最後は「ブランド力が高まり販売促進につながる」ことです。例えば、同じような商品やサービスを同じ価格で2社が販売しているとき、何を基準にして購入を決めるでしょうか。

購入の意思決定にはブランド力や知名度が大きく寄与します。健康経営優良法人の認定は企業のブランド力を上げ、やがて販売促進へとつながるのです。

「健康経営優良法人」の申請方法と流れ

健康経営優良法人認定のための申請方法とおおまかな流れについても確認しておきましょう。

1. 健康経営優良法人認定のための「健康経営度調査」に対して回答する
2. 調査結果から「健康経営優良法人」の基準をクリアしているか評価される
3. 経済産業省から通知がくる。調査結果の返却と同時に「適合状況兼申請用紙」が送付される
4. 「適合状況兼申請用紙」に保険者と連名で記入し、日本健康会議健康経営優良法人認定委員会事務局へ提出して申請
5. 認定審査の実施
6. 認定委員会から認定

まずは、経済産業省が実施する健康経営優良法人認定のための「健康経営度調査」に対して回答を行います。この調査からは、企業の基本情報や健康経営にどのように取り組んでいるか、取り組みがどのように変化しているかが分かり、その企業の経営状況を知ることができます。

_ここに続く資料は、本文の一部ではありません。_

//! Outbound hand-off of normalized submissions.
//!
//! The submitter validates and persists content on the platform side. The
//! loop only sees the [`ContentSubmitter`] trait: a created/updated
//! [`EntityRef`] on success, a [`SubmitError`] otherwise.

use async_trait::async_trait;
use serde::Deserialize;
use tracing::debug;

use crate::config::SubmitterSettings;
use crate::error::{SubmitError, redact};
use crate::fetcher::excerpt;
use crate::model::{EntityRef, NormalizedSubmission};

/// Anything that can persist a normalized submission.
#[async_trait]
pub trait ContentSubmitter: Send + Sync {
    async fn submit(&self, submission: &NormalizedSubmission) -> Result<EntityRef, SubmitError>;
}

/// Submits records as JSON to `{url}/{bundle}`.
#[derive(Clone)]
pub struct HttpSubmitter {
    client: reqwest::Client,
    url: String,
    api_key: Option<String>,
}

#[derive(Deserialize)]
struct SubmitResponse {
    id: i64,
    #[serde(alias = "revision")]
    revision_id: i64,
}

#[derive(Deserialize)]
struct SubmitErrorBody {
    #[serde(alias = "error")]
    message: String,
}

impl HttpSubmitter {
    pub fn new(settings: &SubmitterSettings) -> anyhow::Result<Self> {
        let client = reqwest::Client::builder()
            .connect_timeout(settings.timeout)
            .timeout(settings.timeout)
            .build()?;

        Ok(Self {
            client,
            url: settings.url.trim_end_matches('/').to_string(),
            api_key: settings.api_key.clone(),
        })
    }

    fn redact(&self, message: &str) -> String {
        match &self.api_key {
            Some(key) => redact(message, &[key]),
            None => redact::<&str>(message, &[]),
        }
    }
}

#[async_trait]
impl ContentSubmitter for HttpSubmitter {
    async fn submit(&self, submission: &NormalizedSubmission) -> Result<EntityRef, SubmitError> {
        let url = format!("{}/{}", self.url, submission.bundle.as_str());
        debug!(uuid = %submission.uuid, url = %url, "Submitting");

        let mut request = self.client.post(&url).json(submission);
        if let Some(key) = &self.api_key {
            request = request.header("X-API-Key", key);
        }

        let response = request.send().await.map_err(|e| {
            SubmitError::Transport(self.redact(&e.without_url().to_string()))
        })?;

        let status = response.status();
        let body = response
            .text()
            .await
            .map_err(|e| SubmitError::Transport(self.redact(&e.to_string())))?;

        if status.is_success() {
            return serde_json::from_str::<SubmitResponse>(&body)
                .map(|entity| EntityRef {
                    id: entity.id,
                    revision_id: entity.revision_id,
                })
                .map_err(|e| SubmitError::Transport(format!("invalid submitter response: {e}")));
        }

        let message = serde_json::from_str::<SubmitErrorBody>(&body)
            .map(|body| body.message)
            .unwrap_or(body);
        let message = self.redact(&excerpt(&message));

        Err(match status.as_u16() {
            409 => SubmitError::Duplicate(message),
            400 | 422 => SubmitError::Validation(message),
            code => SubmitError::Transport(format!("HTTP {code}: {message}")),
        })
    }
}
//! Service configuration loaded from environment variables.
//!
//! Every importer reads its settings from `RWIMPORT_<NAME>_*` variables, e.g.
//! `RWIMPORT_ECHO_TIMEOUT=20`. Credentials are picked from whichever
//! variables are present:
//!
//! | variables                                    | scheme                  |
//! |----------------------------------------------|-------------------------|
//! | `REFRESH_TOKEN`, `CLIENT_ID`, `CLIENT_SECRET`| OAuth2 refresh token    |
//! | `EMAIL`, `PASSWORD` (+ `APP_ID`, `APP_KEY`)  | ClientLogin             |
//! | `USERNAME`, `PASSWORD`                       | HTTP Basic              |
//! | `API_KEY` (+ `API_KEY_HEADER`)               | API key header          |
//!
//! Secrets are never printed: the `Debug` impl of [`Credentials`] masks them.

use std::env;
use std::fmt;
use std::time::Duration;

use crate::error::{ImportError, REDACTED};
use crate::model::DEFAULT_MAX_ATTEMPTS;

/// Environment variable prefix.
const PREFIX: &str = "RWIMPORT";

/// Default port for the HTTP API.
pub const DEFAULT_PORT: u16 = 3000;

/// Default database path.
pub const DEFAULT_DB_PATH: &str = "sqlite:reliefweb-import.db?mode=rwc";

/// Default submitter endpoint.
const DEFAULT_SUBMIT_URL: &str = "http://localhost:8080/api/v1/import";

/// Default request timeout in seconds, used as both connect and read timeout.
const DEFAULT_TIMEOUT_SECS: u64 = 10;

/// Default number of documents requested per run.
const DEFAULT_LIMIT: usize = 50;

/// Header used for API keys when none is configured.
const DEFAULT_API_KEY_HEADER: &str = "X-API-Key";

/// Every importer this service knows about.
pub const IMPORTERS: [&str; 5] = ["echo", "worldbank", "inoreader", "logcluster", "workday"];

/// How to authenticate against a source.
#[derive(Clone, PartialEq, Eq, Default)]
pub enum Credentials {
    #[default]
    None,
    ApiKey {
        header: String,
        key: String,
    },
    Basic {
        username: String,
        password: String,
    },
    OAuthRefresh {
        token_url: String,
        client_id: String,
        client_secret: String,
        refresh_token: String,
    },
    ClientLogin {
        login_url: String,
        email: String,
        password: String,
        app_id: String,
        app_key: String,
    },
}

impl Credentials {
    /// Secret values that must be redacted from messages.
    pub fn secrets(&self) -> Vec<String> {
        match self {
            Credentials::None => vec![],
            Credentials::ApiKey { key, .. } => vec![key.clone()],
            Credentials::Basic { password, .. } => vec![password.clone()],
            Credentials::OAuthRefresh {
                client_secret,
                refresh_token,
                ..
            } => vec![client_secret.clone(), refresh_token.clone()],
            Credentials::ClientLogin {
                password, app_key, ..
            } => vec![password.clone(), app_key.clone()],
        }
    }

    fn scheme(&self) -> &'static str {
        match self {
            Credentials::None => "none",
            Credentials::ApiKey { .. } => "api_key",
            Credentials::Basic { .. } => "basic",
            Credentials::OAuthRefresh { .. } => "oauth_refresh",
            Credentials::ClientLogin { .. } => "client_login",
        }
    }
}

impl fmt::Debug for Credentials {
    fn fmt(&self, f: &mut fmt::Formatter<'_>) -> fmt::Result {
        match self {
            Credentials::None => f.write_str("None"),
            _ => write!(f, "{}({})", self.scheme(), REDACTED),
        }
    }
}

/// Settings for one importer.
#[derive(Debug, Clone)]
pub struct SourceSettings {
    /// Importer name, e.g. "echo".
    pub name: String,
    /// API base URL.
    pub base_url: String,
    /// Connect and read timeout.
    pub timeout: Duration,
    /// Number of documents requested per run.
    pub limit: usize,
    /// Failed attempts after which a document is skipped.
    pub max_attempts: u32,
    /// Provider on whose behalf content is submitted.
    pub provider_uuid: String,
    pub credentials: Credentials,
    /// Stream or feed identifier, for sources that need one.
    pub stream: Option<String>,
}

impl SourceSettings {
    /// Settings with defaults for a known importer.
    pub fn with_defaults(name: &str, provider_uuid: &str) -> Result<Self, ImportError> {
        let base_url = default_base_url(name)
            .ok_or_else(|| ImportError::UnknownImporter(name.to_string()))?;
        Ok(Self {
            name: name.to_string(),
            base_url: base_url.to_string(),
            timeout: Duration::from_secs(DEFAULT_TIMEOUT_SECS),
            limit: DEFAULT_LIMIT,
            max_attempts: DEFAULT_MAX_ATTEMPTS,
            provider_uuid: provider_uuid.to_string(),
            credentials: Credentials::None,
            stream: None,
        })
    }
}

fn default_base_url(name: &str) -> Option<&'static str> {
    match name {
        "echo" => Some("https://erccportal.jrc.ec.europa.eu/API/ERCC/EchoFlash/GetPagedItems"),
        "worldbank" => Some("https://search.worldbank.org/api/v3/wds"),
        "inoreader" => Some("https://www.inoreader.com/reader/api/0"),
        "logcluster" => Some("https://logcluster.org/api/v1/documents"),
        "workday" => Some("https://wd3-services1.myworkday.com/ccx/api/recruiting/v4/unhcr/jobPostings"),
        _ => None,
    }
}

/// Settings for the outbound submitter.
#[derive(Clone)]
pub struct SubmitterSettings {
    pub url: String,
    pub api_key: Option<String>,
    pub timeout: Duration,
}

impl fmt::Debug for SubmitterSettings {
    fn fmt(&self, f: &mut fmt::Formatter<'_>) -> fmt::Result {
        f.debug_struct("SubmitterSettings")
            .field("url", &self.url)
            .field("api_key", &self.api_key.as_ref().map(|_| REDACTED))
            .field("timeout", &self.timeout)
            .finish()
    }
}

/// Whole-service configuration.
#[derive(Debug, Clone)]
pub struct AppConfig {
    pub port: u16,
    pub database_url: String,
    pub submitter: SubmitterSettings,
    pub sources: Vec<SourceSettings>,
}

impl AppConfig {
    /// Load from the process environment.
    pub fn from_env() -> Result<Self, ImportError> {
        Self::from_lookup(|key| env::var(key).ok())
    }

    /// Load through an arbitrary variable lookup.
    pub fn from_lookup<F>(lookup: F) -> Result<Self, ImportError>
    where
        F: Fn(&str) -> Option<String>,
    {
        let var = |suffix: &str| {
            lookup(&format!("{PREFIX}_{suffix}")).filter(|value| !value.trim().is_empty())
        };

        let port = match var("PORT") {
            Some(port) => port
                .parse()
                .map_err(|_| ImportError::Config(format!("invalid {PREFIX}_PORT '{port}'")))?,
            None => DEFAULT_PORT,
        };

        let database_url = var("DATABASE_URL").unwrap_or_else(|| DEFAULT_DB_PATH.to_string());

        let submitter = SubmitterSettings {
            url: var("SUBMIT_URL").unwrap_or_else(|| DEFAULT_SUBMIT_URL.to_string()),
            api_key: var("SUBMIT_API_KEY"),
            timeout: parse_timeout(var("SUBMIT_TIMEOUT"), "SUBMIT_TIMEOUT")?,
        };

        let names: Vec<String> = match var("IMPORTERS") {
            Some(list) => list
                .split(',')
                .map(|name| name.trim().to_lowercase())
                .filter(|name| !name.is_empty())
                .collect(),
            None => IMPORTERS.iter().map(|name| name.to_string()).collect(),
        };

        let default_provider = var("PROVIDER_UUID");
        let mut sources = Vec::with_capacity(names.len());
        for name in names {
            let source_var = |suffix: &str| var(&format!("{}_{suffix}", name.to_uppercase()));
            sources.push(load_source(&name, source_var, default_provider.as_deref())?);
        }

        Ok(Self {
            port,
            database_url,
            submitter,
            sources,
        })
    }

    /// Settings for a named importer.
    pub fn source(&self, name: &str) -> Option<&SourceSettings> {
        self.sources.iter().find(|s| s.name == name)
    }
}

fn load_source<F>(
    name: &str,
    var: F,
    default_provider: Option<&str>,
) -> Result<SourceSettings, ImportError>
where
    F: Fn(&str) -> Option<String>,
{
    let provider_uuid = var("PROVIDER_UUID")
        .or_else(|| default_provider.map(str::to_string))
        .ok_or_else(|| {
            ImportError::Config(format!(
                "no provider UUID for importer '{name}' (set {PREFIX}_PROVIDER_UUID)"
            ))
        })?;

    let mut settings = SourceSettings::with_defaults(name, &provider_uuid)?;

    if let Some(base_url) = var("BASE_URL") {
        settings.base_url = base_url.trim_end_matches('/').to_string();
    }
    settings.timeout = parse_timeout(var("TIMEOUT"), &format!("{}_TIMEOUT", name.to_uppercase()))?;
    if let Some(limit) = var("LIMIT") {
        settings.limit = limit
            .parse()
            .map_err(|_| ImportError::Config(format!("invalid limit '{limit}' for '{name}'")))?;
    }
    if let Some(max_attempts) = var("MAX_ATTEMPTS") {
        settings.max_attempts = max_attempts.parse().map_err(|_| {
            ImportError::Config(format!("invalid max attempts '{max_attempts}' for '{name}'"))
        })?;
    }
    settings.stream = var("STREAM");
    settings.credentials = load_credentials(name, &var)?;

    Ok(settings)
}

fn load_credentials<F>(name: &str, var: &F) -> Result<Credentials, ImportError>
where
    F: Fn(&str) -> Option<String>,
{
    let missing = |what: &str| ImportError::Config(format!("importer '{name}' is missing {what}"));

    if let Some(refresh_token) = var("REFRESH_TOKEN") {
        return Ok(Credentials::OAuthRefresh {
            token_url: var("TOKEN_URL").ok_or_else(|| missing("TOKEN_URL"))?,
            client_id: var("CLIENT_ID").ok_or_else(|| missing("CLIENT_ID"))?,
            client_secret: var("CLIENT_SECRET").ok_or_else(|| missing("CLIENT_SECRET"))?,
            refresh_token,
        });
    }

    if let (Some(email), Some(password)) = (var("EMAIL"), var("PASSWORD")) {
        return Ok(Credentials::ClientLogin {
            login_url: var("LOGIN_URL").ok_or_else(|| missing("LOGIN_URL"))?,
            email,
            password,
            app_id: var("APP_ID").unwrap_or_default(),
            app_key: var("APP_KEY").unwrap_or_default(),
        });
    }

    if let (Some(username), Some(password)) = (var("USERNAME"), var("PASSWORD")) {
        return Ok(Credentials::Basic { username, password });
    }

    if let Some(key) = var("API_KEY") {
        return Ok(Credentials::ApiKey {
            header: var("API_KEY_HEADER").unwrap_or_else(|| DEFAULT_API_KEY_HEADER.to_string()),
            key,
        });
    }

    Ok(Credentials::None)
}

fn parse_timeout(value: Option<String>, name: &str) -> Result<Duration, ImportError> {
    match value {
        Some(secs) => secs
            .parse::<u64>()
            .ok()
            .filter(|secs| *secs > 0)
            .map(Duration::from_secs)
            .ok_or_else(|| ImportError::Config(format!("invalid {name} '{secs}'"))),
        None => Ok(Duration::from_secs(DEFAULT_TIMEOUT_SECS)),
    }
}
//! World Bank Documents & Reports.
//!
//! The WDS search API returns documents as an object keyed by document ID,
//! alongside a `facets` entry that is not a document. Results are paged by
//! offset (`os`) and page size (`rows`).
//!
//! # API Reference
//!
//! See: <https://documents.worldbank.org/en/publication/documents-reports/api>
//!
//! # Notes
//!
//! Download counters and modification stamps change without the document
//! changing and are not hashed.

use async_trait::async_trait;
use serde_json::Value;
use tracing::debug;

use super::{MapOutcome, SourceAdapter, parse_datetime};
use crate::config::SourceSettings;
use crate::dedup::content_hash;
use crate::error::ImportError;
use crate::fetcher::HttpFetcher;
use crate::model::{Bundle, DocumentIdentity, FileAttachment, NormalizedSubmission, RawDocument};
use crate::taxonomy::{LookupTable, Taxonomy, push_unique};

/// ReliefWeb source term for the World Bank.
const WORLD_BANK_SOURCE_ID: i64 = 1503;

/// Largest page the API serves.
const PAGE_SIZE: usize = 50;

/// Fields requested from the API.
const FIELD_LIST: &str = "id,display_title,url,pdfurl,docdt,count,countrycode,lang,docty,abstracts";

const HASHED_FIELDS: &[&str] = &[
    "id",
    "display_title",
    "url",
    "pdfurl",
    "docdt",
    "count",
    "countrycode",
    "lang",
    "docty",
    "abstracts",
];

/// WDS document types mapped to ReliefWeb format terms.
const DOCUMENT_TYPES: &[(&str, i64)] = &[
    ("Working Paper", 3),
    ("Policy Research Working Paper", 3),
    ("Brief", 3),
    ("Publication", 3),
    ("Economic Updates and Modeling", 3),
    ("Country Economic Memorandum", 3),
    ("Poverty Assessment", 5),
    ("Project Appraisal Document", 5),
    ("Implementation Completion and Results Report", 6),
    ("Project Performance Assessment Report", 6),
    ("Press Release", 8),
    ("Map", 12),
];

/// Adapter for the World Bank WDS API.
pub struct WorldBankAdapter {
    settings: SourceSettings,
    fetcher: HttpFetcher,
    document_types: LookupTable,
}

impl WorldBankAdapter {
    /// Create a new World Bank adapter.
    pub fn new(settings: SourceSettings) -> Result<Self, ImportError> {
        let fetcher = HttpFetcher::new(&settings)?;
        let document_types =
            LookupTable::build("worldbank_document_type", DOCUMENT_TYPES.iter().copied())?;
        Ok(Self {
            settings,
            fetcher,
            document_types,
        })
    }
}

/// Documents of one page, skipping the `facets` entry.
///
/// Also returns how many entries the page held, which drives the offset.
/// Entries without an `id` stay in the batch so they are reported as
/// invalid rather than dropped here.
fn page_documents(body: Option<Value>) -> (Vec<RawDocument>, usize, Option<usize>) {
    let Some(Value::Object(mut body)) = body else {
        return (Vec::new(), 0, None);
    };

    let total = body
        .get("total")
        .and_then(|total| match total {
            Value::Number(n) => n.as_u64(),
            Value::String(s) => s.parse().ok(),
            _ => None,
        })
        .and_then(|total| usize::try_from(total).ok());

    let entries: Vec<Value> = match body.remove("documents") {
        Some(Value::Object(documents)) => documents
            .into_iter()
            .filter(|(key, _)| key != "facets")
            .map(|(_, document)| document)
            .collect(),
        _ => Vec::new(),
    };
    let received = entries.len();
    let documents = entries.into_iter().filter_map(RawDocument::from_value).collect();

    (documents, received, total)
}

#[async_trait]
impl SourceAdapter for WorldBankAdapter {
    fn settings(&self) -> &SourceSettings {
        &self.settings
    }

    fn bundle(&self) -> Bundle {
        Bundle::Report
    }

    async fn fetch(&self) -> Result<Vec<RawDocument>, ImportError> {
        let session = self.fetcher.open_session().await?;
        let limit = self.settings.limit;
        let mut documents = Vec::new();
        let mut offset = 0;

        while documents.len() < limit {
            let rows = PAGE_SIZE.min(limit - documents.len());
            let body = session
                .get_json(
                    &self.settings.base_url,
                    &[
                        ("format", "json".to_string()),
                        ("fl", FIELD_LIST.to_string()),
                        ("srt", "docdt".to_string()),
                        ("order", "desc".to_string()),
                        ("rows", rows.to_string()),
                        ("os", offset.to_string()),
                    ],
                )
                .await?;

            let (page, received, total) = page_documents(body);
            debug!(importer = %self.importer(), offset, received, "Fetched page");

            documents.extend(page);
            offset += received;

            if received < rows || total.is_some_and(|total| offset >= total) {
                break;
            }
        }

        documents.truncate(limit);
        Ok(documents)
    }

    fn item_id(&self, doc: &RawDocument) -> Option<String> {
        doc.text("id")
    }

    fn canonical_url(&self, doc: &RawDocument) -> Option<String> {
        doc.text("url")
    }

    fn compute_hash(&self, doc: &RawDocument) -> String {
        content_hash(doc, HASHED_FIELDS)
    }

    fn map_fields(
        &self,
        doc: &RawDocument,
        identity: &DocumentIdentity,
        taxonomy: &Taxonomy,
    ) -> Result<MapOutcome, ImportError> {
        let Some(title) = doc.text("display_title") else {
            return Ok(MapOutcome::Skip("missing title".to_string()));
        };

        // Names in `count` may contain commas ("Yemen, Republic of"), so
        // they are searched for rather than split.
        let mut countries = Vec::new();
        for code in doc.text("countrycode").iter().flat_map(|codes| codes.split([',', ';'])) {
            if let Some(id) = taxonomy.countries.by_iso3(code.trim()) {
                push_unique(&mut countries, id);
            }
        }
        if let Some(names) = doc.text("count") {
            for id in taxonomy.countries.mentioned_in(&names) {
                push_unique(&mut countries, id);
            }
        }
        let countries = taxonomy.countries.prioritize_by_title(&title, countries);

        let languages = doc
            .text("lang")
            .map(|langs| {
                taxonomy
                    .languages
                    .map_all(langs.split([',', ';']).map(str::trim))
            })
            .unwrap_or_default();

        let formats = doc
            .text("docty")
            .and_then(|docty| self.document_types.get(&docty))
            .into_iter()
            .collect();

        let mut submission =
            NormalizedSubmission::new(&self.settings.provider_uuid, Bundle::Report, identity, &title)
                .with_countries(countries)
                .with_languages(languages)
                .with_formats(formats);
        submission.body = doc
            .text("abstracts.cdata!")
            .or_else(|| doc.text("abstracts"))
            .unwrap_or_default();
        submission.source = vec![WORLD_BANK_SOURCE_ID];
        submission.published = doc.get("docdt").and_then(parse_datetime);
        submission.file = doc
            .text("pdfurl")
            .map(|url| FileAttachment {
                filename: url.rsplit('/').next().map(str::to_string),
                url,
                description: None,
            })
            .into_iter()
            .collect();

        Ok(MapOutcome::Ready(Box::new(submission)))
    }
}
use std::sync::Arc;

use parking_lot::Mutex;

use crate::markup::{to_html, Document, Node};

/// A shared mount for generated markup.
///
/// Contents are only ever replaced whole: readers see one complete render or
/// another, never a mix.
#[derive(Debug, Clone, Default)]
pub struct Container {
    inner: Arc<Mutex<Mounted>>,
}

#[derive(Debug, Clone, Default, PartialEq)]
struct Mounted {
    nodes: Vec<Node>,
    replacements: u64,
}

impl Container {
    pub fn new() -> Self {
        Container::default()
    }

    pub fn replace(&self, nodes: Vec<Node>) {
        let mut mounted = self.inner.lock();
        mounted.nodes = nodes;
        mounted.replacements += 1;
    }

    pub fn nodes(&self) -> Vec<Node> {
        self.inner.lock().nodes.clone()
    }

    pub fn html(&self) -> String {
        to_html(&self.inner.lock().nodes)
    }

    /// How many times the contents have been replaced.
    pub fn replacements(&self) -> u64 {
        self.inner.lock().replacements
    }

    /// Makes the current contents the children of the element with id `id` in
    /// `document`. Returns `false` if there's no such element.
    pub fn mount_into(&self, document: &mut Document, id: &str) -> bool {
        let nodes = self.nodes();
        document.with_id_mut(id, move |element| element.children = nodes)
    }
}

#[cfg(test)]
mod tests {
    use super::*;

    static_assertions::assert_impl_all!(Container: Send, Sync, Clone);

    #[test]
    fn replaces_whole_and_mounts() {
        let container = Container::new();
        container.replace(Document::parse_fragment("<p>one</p><p>two</p>"));
        container.replace(Document::parse_fragment("<p>three</p>"));
        assert_eq!(container.html(), "<p>three</p>");
        assert_eq!(container.replacements(), 2);

        let mut page = Document::parse("<main><section id=\"events\">loading</section></main>");
        assert!(container.mount_into(&mut page, "events"));
        assert!(!container.mount_into(&mut page, "missing"));
        assert_eq!(page.get_by_id("events").unwrap().to_string(),
            "<section id=\"events\"><p>three</p></section>");
    }
}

調査評価にあたって、経営状況だけではなく経営者が健康経営に対してどのような考え方をもっているかという面が重要視されることは、「健康経営優良法人」の認定審査の際と同様です。

評価の結果「適合」と判断された企業は「申請資格」をやっと得ることになるのです。「健康経営優良法人」認定申請の前に、まずはこの「健康経営度調査」で適合を受けられるかどうかが当面の目標となります。

健康経営優良法人を視野にいれながら健康経営に取り組もう

ここまで「健康経営優良法人」の概要や認定基準、得られるメリットを解説しました。「健康経営優良法人」認定制度に注目が集まったその背景には「ブラック企業」が社会問題として取り上げられてくるようになったことがあります。

「健康経営優良法人」に認定されている企業は、積極的に健康経営を実践しているころを「見える化」できるため、他社との差別化を図れます。そして、社会全体が「健康経営」を意識し、企業の責任のもとで従業員の健康が守られる日本にするために、国は推進しているのです。

「健康経営優良法人」取得を視野にいれて健康経営に取り組むことが今後の企業には求められます。